―¿Y ahora, quién me protegerá? ―Boy, nunca tuvo otro nombre, levanta
sus ojos buscando los del hombre que lo encuentra solo en la calle.
La piel, los
rulos, el castaño oscuro de sus ojos
señalan una herencia africana. Uno de sus brazos es visiblemente más
corto que el otro. Viste pobremente y está muy desabrigado para la noche de
Dublin.
El hombre,
que pasea un perro, se saca el abrigo para protegerlo.
―Vamos a la policía.
―No, por favor señor, no. Si me lleva a la policía, me devuelven
al convento de la lavandería de las Magdalenas, y las monjas me van a castigar.
El hombre se
conmueve y resuelve llevarlo a tomar algo caliente.
Dan la
vuelta al paredón de piedra del convento, y al pasar por el jardín de la parte
posterior, ante una parte amplia de tierra apisonada y sin cultivar, Boy se
echa a llorar.
―Allí pusieron a mi mamá esta mañana, yo lo vi, señor.
El hombre
cambia de dirección con el niño de la mano y silba a su perro,
―¡A casa Willy! ―y luego le habla a Boy,
―En casa también hay un gato. Se llama León. Ahí estaremos tranquilos para hablar.
El niño es
menudo y muy delgado con una mirada
muy atenta. No sabe cuántos años tiene. Habla con fluidez, pero el hombre no le
da más de cinco años. «A lo sumo seis», piensa.
―¿Y a usted también tengo que ayudarlo con los pantalones
como a Monseñor?
El hombre se
queda helado. Una piedra formada de compasión y horror se instala en su pecho.
―No tienes que hacerme nada. Ni a mí, ni a nadie. Nunca más. Sí
tienes que contarme todo lo que puedas,
para ver cómo podemos ayudarte.
―Hay otras señoras con hijos, pero los otros son blanquitos y
lo señores que vienen a buscar chicos se los llevan en seguida. A mí no me
quieren porque las monjas dicen que soy negro como hijo del diablo.

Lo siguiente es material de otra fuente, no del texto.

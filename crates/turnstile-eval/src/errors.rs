use derive_more::Display;
use turnstile_ir::{FieldId, LabelId, TempId};

use crate::value::Value;

pub type EvalResult<T> = Result<T, EvalError>;

#[derive(Display, Debug, Clone)]
pub enum EvalError {
    /// User code threw and nothing caught it.
    #[display("uncaught exception: {_0}")]
    Thrown(Value),

    #[display("disposal requested while the machine is running or awaiting")]
    DisposeWhileRunning,

    #[display("machine resumed in a state that no longer exists")]
    RemovedState,

    #[display("jump to {_0}, which is not reachable from here")]
    UnknownLabel(LabelId),

    #[display("read of unallocated temporary {_0}")]
    UnknownTemp(TempId),

    #[display("access to unknown field {_0}")]
    UnknownField(FieldId),

    #[display("missing argument {_0}")]
    MissingArgument(u32),

    #[display("expected {expected}, found {found}")]
    Type {
        expected: &'static str,
        found: &'static str,
    },

    #[display("unknown host function `{_0}`")]
    UnknownFunction(String),

    #[display("`{_0}` expects {_1} argument(s)")]
    Arity(String, usize),

    #[display("operation ended without returning")]
    MissingReturn,

    #[display("`self` used outside of an instance operation")]
    NoReceiver,

    #[display("awaiting a task that nothing will complete")]
    Stalled,

    #[display("result of a task that has not completed")]
    NotCompleted,

    #[display("cannot throw null")]
    ThrowNull,

    #[display("machine `{_0}` has no GetEnumerator")]
    NotReiterable(String),

    #[display("step limit of {_0} exceeded")]
    StepLimit(usize),
}

impl std::error::Error for EvalError {}

impl EvalError {
    pub(crate) fn type_error(expected: &'static str, found: &Value) -> Self {
        EvalError::Type {
            expected,
            found: found.type_name(),
        }
    }
}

―Y el brazo, ¿cómo te lo lastimaste?
―No sé, señor. Mi mamá le contó a Mary que cuando nací alguien
tiró mal del brazo y nadie lo curó después. Ahora las monjas me hacen llevar
baldes para limpiar escaleras con este brazo. Dicen que así se va a estirar,
pero a mí me duele mucho.
―¿Qué otras cosas haces?
―Limpiar baños y ayudar en la cocina.
Y cuando viene Monseñor, me mandan a ayudarlo.
―¿Qué pasó con tu mamá?
Boy llora sin consuelo. León se
acomoda en su pecho dándole calor. Entre hipos y sollozos cuenta:
―No podía salir de la cama. Decía «ay, ay,
ay», «ay, ay, ay» y las monjas creían que no se levantaba para no trabajar. Le
pegaron y la obligaron pero se cayó al
suelo y quedó toda dura. La llevaron a ese terreno que le mostré, ahí
había otras señoras que no se pudieron levantar. Yo las vi.
―Me dio mucho miedo y fui a esconderme
al cuarto de castigo que está arriba de todo. El cuarto estaba
vacío. Me quedé pegado a la puerta por si la superiora me buscaba y la abría.

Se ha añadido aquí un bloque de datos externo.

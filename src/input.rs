//! On-disk form of a generator: the bound method plus lowering options.

use std::path::Path;

use serde::{Deserialize, Serialize};
use turnstile_ir::MethodDecl;
use turnstile_lower::LoweringOptions;

#[derive(Clone, Debug, PartialEq, Eq, Serialize, Deserialize)]
pub struct GeneratorFile {
    pub method: MethodDecl,
    #[serde(default)]
    pub options: LoweringOptions,
}

impl GeneratorFile {
    pub fn from_json(text: &str) -> Result<Self, serde_json::Error> {
        serde_json::from_str(text)
    }

    pub fn to_json(&self) -> Result<String, serde_json::Error> {
        serde_json::to_string_pretty(self)
    }

    pub fn read(path: &Path) -> Result<Self, InputError> {
        let text = std::fs::read_to_string(path)?;
        Ok(Self::from_json(&text)?)
    }
}

#[derive(Debug, derive_more::Display, derive_more::From)]
pub enum InputError {
    #[display("cannot read input: {_0}")]
    Io(std::io::Error),
    #[display("malformed generator file: {_0}")]
    Json(serde_json::Error),
}

impl std::error::Error for InputError {}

Así quedaba tapado. A la hora de rezar en la capilla, me escapé por donde sacan la basura y corrí por la huerta
hasta un hueco que hicieron los ratones en el cerco. Sabía que si rezaban como
siempre me daban tiempo, pero la superiora es muy mala y si quería buscarme,
iba a ir ella. No quiero volver. No quiero ir a casas de chicos sin mamás.
El hombre piensa un rato.
El hombre piensa un rato.
―Por unos días vas a ir a casa de mi
madre en el campo. Te llevo con Willy y León para que tengas con quien jugar. Tengo que hacer una denuncia. Después veremos. No te preocupes, yo te protegeré.
*
(La ficticia historia de Boy es un reflejo de lo que pasaba en las
Lavanderías de las Magdalenas entre los siglos XVIII y XX, hasta una denuncia
en 1956. En 1993 el estado irlandés
encontró en un convento de Dublin una fosa común con 155 cadáveres de mujeres
sin identificar. Recluidas por “impuras”,
por ser madres solteras, o por considerárselas dementes por su rebeldía.
Trabajaban seis días a la semana, no podían hablar entre ellas en privado, sus
hijos eran dados en adopción, sufrían maltratos y abusos. Lavaban la ropa de
hoteles, hospitales y particulares de la ciudad. Las ganancias eran para el
convento. El estado se hizo cargo. La Iglesia jamás se disculpó).